What she was reaching for was a way to make her “unique burden” serve great and generous ends. One reason Bowles’s photo grieved her was that it seemed to reveal how he had been consuming himself for his friends. Like the spectacle of wartime sorrow, the photo further stimulated her drive to make herself larger than she was—“more stupendous,” more primal. The more the editor suffered, the more determined she was to live up to what she perceived as his level.
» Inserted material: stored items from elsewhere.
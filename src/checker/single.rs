//! Rules evaluated against one file at a time, issuing immediately.

use regex::Regex;

use crate::error::Result;
use crate::scanner::SourceFile;

use super::issue::{Issue, RuleIdentity};
use super::matching::{
    ScanMode, compile_optional, first_match_line, matching_lines, read_document,
};
use super::path_filter::PathFilter;
use super::{RuleSettings, SingleFileRule};

/// Line-oriented match: one issue per physical line containing a match.
#[derive(Debug)]
pub struct SimpleTextMatch {
    settings: RuleSettings,
    expression: Option<Regex>,
    paths: PathFilter,
}

impl SimpleTextMatch {
    /// # Errors
    /// Returns an error if the expression or file pattern is invalid.
    pub fn new(
        settings: RuleSettings,
        expression: Option<&str>,
        file_pattern: Option<&str>,
    ) -> Result<Self> {
        Ok(Self {
            expression: compile_optional(&settings.identity.key, expression, ScanMode::Lines)?,
            paths: PathFilter::new(file_pattern)?,
            settings,
        })
    }
}

impl SingleFileRule for SimpleTextMatch {
    fn identity(&self) -> &RuleIdentity {
        &self.settings.identity
    }

    fn evaluate(&self, file: &SourceFile, project_key: &str) -> Result<Vec<Issue>> {
        let Some(regex) = &self.expression else {
            return Ok(Vec::new());
        };
        if !self.settings.applies_to(&self.paths, file, project_key) {
            return Ok(Vec::new());
        }

        Ok(matching_lines(file, regex)?
            .into_iter()
            .map(|line| self.settings.issue(file, line))
            .collect())
    }
}

/// Whole-document match with `.` spanning newlines; issues at most once per
/// file, on the line of the first match.
#[derive(Debug)]
pub struct MultilineTextMatch {
    settings: RuleSettings,
    expression: Option<Regex>,
    paths: PathFilter,
}

impl MultilineTextMatch {
    /// # Errors
    /// Returns an error if the expression or file pattern is invalid.
    pub fn new(
        settings: RuleSettings,
        expression: Option<&str>,
        file_pattern: Option<&str>,
    ) -> Result<Self> {
        Ok(Self {
            expression: compile_optional(&settings.identity.key, expression, ScanMode::Document)?,
            paths: PathFilter::new(file_pattern)?,
            settings,
        })
    }
}

impl SingleFileRule for MultilineTextMatch {
    fn identity(&self) -> &RuleIdentity {
        &self.settings.identity
    }

    fn evaluate(&self, file: &SourceFile, project_key: &str) -> Result<Vec<Issue>> {
        let Some(regex) = &self.expression else {
            return Ok(Vec::new());
        };
        if !self.settings.applies_to(&self.paths, file, project_key) {
            return Ok(Vec::new());
        }
        let Some(content) = read_document(file, &self.settings.identity)? else {
            return Ok(Vec::new());
        };

        Ok(first_match_line(&content, regex)
            .map(|line| self.settings.issue(file, line))
            .into_iter()
            .collect())
    }
}

/// "When A is present B must also be present", within one document.
#[derive(Debug)]
pub struct RequiredStringNotPresent {
    settings: RuleSettings,
    trigger: Option<Regex>,
    must_exist: Option<Regex>,
    paths: PathFilter,
}

impl RequiredStringNotPresent {
    /// # Errors
    /// Returns an error if either expression or the file pattern is invalid.
    pub fn new(
        settings: RuleSettings,
        trigger_expression: Option<&str>,
        must_exist_expression: Option<&str>,
        file_pattern: Option<&str>,
    ) -> Result<Self> {
        let key = &settings.identity.key;
        Ok(Self {
            trigger: compile_optional(key, trigger_expression, ScanMode::Document)?,
            must_exist: compile_optional(key, must_exist_expression, ScanMode::Document)?,
            paths: PathFilter::new(file_pattern)?,
            settings,
        })
    }
}

impl SingleFileRule for RequiredStringNotPresent {
    fn identity(&self) -> &RuleIdentity {
        &self.settings.identity
    }

    fn evaluate(&self, file: &SourceFile, project_key: &str) -> Result<Vec<Issue>> {
        let (Some(trigger), Some(must_exist)) = (&self.trigger, &self.must_exist) else {
            return Ok(Vec::new());
        };
        if !self.settings.applies_to(&self.paths, file, project_key) {
            return Ok(Vec::new());
        }
        let Some(content) = read_document(file, &self.settings.identity)? else {
            return Ok(Vec::new());
        };

        let Some(line) = first_match_line(&content, trigger) else {
            return Ok(Vec::new());
        };
        if must_exist.is_match(&content) {
            return Ok(Vec::new());
        }
        Ok(vec![self.settings.issue(file, line)])
    }
}

#[cfg(test)]
#[path = "single_tests.rs"]
mod tests;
There is a recurring image in her letters to Bowles—the brimming cup, the lashes holding their tear—that suggests her incommunicable emotional surplus. Her feelings were so far in excess of any conceivable relationship or social context that they could not possibly be discharged; but they had to be. One of the ways she resolved this torment was to make her private agony the point of departure for a generalized treatment of human desire as such. Another was to simply seize the power she didn’t have, as when, in her most muscular treatment of the lost-at-sea material, she assured her suffering friend:
Should you but fail at – Sea –
In sight of me – *121
Or doomed lie –
Next Sun – to die –
Or rap – at Paradise – unheard –
I’d harass God –
Until He let you in!
Fr275
Some may wish to dismiss this poem, surely not one of Dickinson’s best, as pointlessly hypothetical and vaunting. It would be wiser to take it as exercise, practice, by which the tiny “Marchioness” lifted herself into power, boldness, creativity. If she could save Mr. Bowles, she would appropriate not only his range and command but God’s as well. Dickinson belonged to that select group who find their way to supreme mastery by being as generous as they are daring and egotistical.
A Bi
rth
As Bowles brought all this to the surface, Sue brought something else by a very different route.
By now the Evergreens’ interior life had become a world in itself. Unlike the Homestead, where space was defined by stately dimensions and heavy Empire furniture, Sue and Austin’s smaller rooms aimed at an up-to-date jewel-box effect—an exhibition of privacy and comfort organized around high-definition kitsch, including a statuette of Cupid and Psyche in rapturous embrace. Like Samuel, Austin had become an habitué of New York’s leading galleries, yearning for pieces he couldn’t afford yet feeling (in Sue’s words) “he must have them.” This itch became so well known that Mary Clemmer Ames slyly glanced at it in one of her New York letters to the Republican: “There are at least two pairs of eyes in Amherst . . . which would gaze delighted on Ginoux’s latest and greatest picture, ‘Indian Summer.’” Régis Gignoux, a landscapist specializing in snow scenes, was a great favorite at the Evergreens.